Smarter Screens Begin Behind the Scenes
Why It Matters
Smart screens can boost ad relevance and sales, but only if retailers solve data silos, making AI‑driven signage a competitive differentiator in the $100 billion retail media market.
Key Takeaways
- •AI enables context‑aware content selection on in‑store screens.
- •Ströer achieved 36% programmatic DOOH revenue growth in Q1 2025.
- •Data fragmentation limits AI performance and advertiser confidence.
- •Clean‑room data sharing creates closed‑loop measurement for retailers.
- •Retail media spend projected to hit $100 billion by 2028.
Pulse Analysis
Digital out‑of‑home (DOOH) has moved beyond the role of a static billboard to become a dynamic decision engine powered by artificial intelligence. Modern platforms ingest real‑time signals such as foot‑traffic counts, weather conditions, and demographic snapshots, then calculate the optimal creative, timing, and duration for each display. This shift turns a simple screen into a personalized touchpoint that can, for instance, promote a hot‑soup offering when outdoor temperatures dip or surface health tips on Monday mornings in pharmacies. The result is higher relevance for shoppers and better ROI for brands.

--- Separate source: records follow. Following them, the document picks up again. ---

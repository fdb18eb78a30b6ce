//! Turn state and move history records.

use serde::{Deserialize, Serialize};

use crate::core::{PlayerId, Point};
use crate::rules::GameOutcome;

/// Where a game stands.
///
/// ```text
/// AwaitingMove(p) --successful move--> AwaitingMove(p.other())
///                 \--p has no legal move--> GameOver { winner: p.other(), loser: p }
/// ```
///
/// Rejected moves leave the state as it was.
#[derive(Clone, Copy, Debug, PartialEq, Eq, Serialize, Deserialize)]
pub enum TurnState {
    /// Waiting for the given player to move. They have at least one legal move.
    AwaitingMove(PlayerId),
    /// The game has ended.
    GameOver(GameOutcome),
}

impl TurnState {
    /// The player to move, if the game is still running.
    #[must_use]
    pub fn current_player(&self) -> Option<PlayerId> {
        match self {
            TurnState::AwaitingMove(player) => Some(*player),
            TurnState::GameOver(_) => None,
        }
    }

    /// The result, once the game is over.
    #[must_use]
    pub fn outcome(&self) -> Option<GameOutcome> {
        match self {
            TurnState::AwaitingMove(_) => None,
            TurnState::GameOver(outcome) => Some(*outcome),
        }
    }

    /// Whether the game has ended.
    #[must_use]
    pub fn is_over(&self) -> bool {
        matches!(self, TurnState::GameOver(_))
    }
}

/// A successful move, kept in the game's history.
#[derive(Clone, Copy, Debug, PartialEq, Eq, Serialize, Deserialize)]
pub struct MoveRecord {
    /// Who moved.
    pub player: PlayerId,
    /// The cell that was vacated and burned.
    pub from: Point,
    /// The cell moved to.
    pub to: Point,
    /// 1-based move number within the game.
    pub number: u32,
}

impl std::fmt::Display for MoveRecord {
    fn fmt(&self, f: &mut std::fmt::Formatter<'_>) -> std::fmt::Result {
        write!(f, "#{} {}: {} -> {}", self.number, self.player, self.from, self.to)
    }
}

The promise of AI‑driven signage stalls when the underlying data is fragmented across three silos: the network operator’s impression logs, the retailer’s first‑party customer profiles, and the advertiser’s campaign metrics. Inconsistent audience definitions and stale feeds produce mis‑targeted content, eroding confidence in programmatic DOOH. Industry bodies such as the IAB have flagged the lack of standardized data schemas as a key barrier. Privacy‑preserving clean rooms now offer a practical bridge, allowing retailers to share loyalty and purchase data without exposing raw files, thereby enabling true closed‑loop attribution.
Retail media is on track to exceed $100 billion in spend by 2028, and the networks that can fuse first‑party shopper data with on‑site screen inventory will capture the lion’s share. Executives should treat the data platform as the core strategic asset, investing in modern pipelines, unified measurement standards, and transparent gap reporting. By doing so, they turn every digital sign into a data‑rich node that not only drives immediate sales but also feeds insights back into merchandising and supply‑chain decisions. In a competitive landscape, smart data beats smart hardware.